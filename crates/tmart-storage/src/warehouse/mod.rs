//! Staging and datamart storage.
//!
//! Staging is append-only: backends only ever insert, never update or delete,
//! and report rows back in physical insertion order. The datamart is a single
//! snapshot that is replaced as a whole; readers observe either the previous
//! snapshot or the new one, never a mixture.

mod file;
mod memory;
mod postgres;

use std::path::PathBuf;
use std::sync::Arc;

use async_trait::async_trait;
use thiserror::Error;
use tmart_core::{DatamartSnapshot, RawMetricRecord, SourceTag, StagingRow};
use uuid::Uuid;

pub use file::FileWarehouse;
pub use memory::MemoryWarehouse;
pub use postgres::{PgWarehouse, PoolConfig};

#[derive(Debug, Error)]
pub enum WarehouseError {
    #[error("io error on {path}: {source}")]
    Io {
        path: PathBuf,
        #[source]
        source: std::io::Error,
    },
    #[error("serialization error: {0}")]
    Serde(#[from] serde_json::Error),
    #[error("database error: {0}")]
    Database(#[from] sqlx::Error),
    #[error("migration error: {0}")]
    Migrate(#[from] sqlx::migrate::MigrateError),
    #[error("{found} record passed to the {expected} staging table")]
    SourceMismatch {
        expected: SourceTag,
        found: SourceTag,
    },
    #[error("corrupt warehouse data: {0}")]
    Corrupt(String),
    #[error(transparent)]
    Other(#[from] anyhow::Error),
}

#[async_trait]
pub trait Warehouse: Send + Sync {
    /// Short human-readable description of the backend, for logs.
    fn describe(&self) -> String;

    /// Appends `records` to the staging table of `source`. Never reads,
    /// updates or deletes existing rows; identical records appended twice
    /// produce two rows.
    async fn append_staging(
        &self,
        source: SourceTag,
        run_id: Uuid,
        records: &[RawMetricRecord],
    ) -> Result<usize, WarehouseError>;

    /// Every staging row of every source, each source in insertion order.
    async fn staging_rows(&self) -> Result<Vec<StagingRow>, WarehouseError>;

    async fn staging_row_count(&self, source: SourceTag) -> Result<u64, WarehouseError>;

    /// Atomically replaces the datamart with `snapshot`.
    async fn replace_datamart(&self, snapshot: &DatamartSnapshot) -> Result<(), WarehouseError>;

    /// The current datamart snapshot, `None` before the first rebuild.
    async fn read_datamart(&self) -> Result<Option<DatamartSnapshot>, WarehouseError>;
}

pub(crate) fn check_sources(source: SourceTag, records: &[RawMetricRecord]) -> Result<(), WarehouseError> {
    match records.iter().find(|r| r.source != source) {
        Some(record) => Err(WarehouseError::SourceMismatch {
            expected: source,
            found: record.source,
        }),
        None => Ok(()),
    }
}

/// Where the warehouse lives.
#[derive(Debug, Clone, PartialEq, Eq)]
pub enum WarehouseTarget {
    Postgres(String),
    Directory(PathBuf),
    Memory,
}

impl WarehouseTarget {
    /// Opens the backend. Postgres targets are migrated before use.
    pub async fn open(&self) -> Result<Arc<dyn Warehouse>, WarehouseError> {
        match self {
            WarehouseTarget::Postgres(url) => {
                let warehouse = PgWarehouse::connect(url, PoolConfig::default()).await?;
                warehouse.migrate().await?;
                Ok(Arc::new(warehouse))
            }
            WarehouseTarget::Directory(root) => Ok(Arc::new(FileWarehouse::new(root.clone()))),
            WarehouseTarget::Memory => Ok(Arc::new(MemoryWarehouse::new())),
        }
    }
}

- [EXERCISE DESCRIPTION] Which of the lines in the material carry the string "storage"? Pull them out.

- [EXERCISE RESPONSE]
filename crates/tmart-storage/src/warehouse/mod.rs
//! Staging and datamart storage.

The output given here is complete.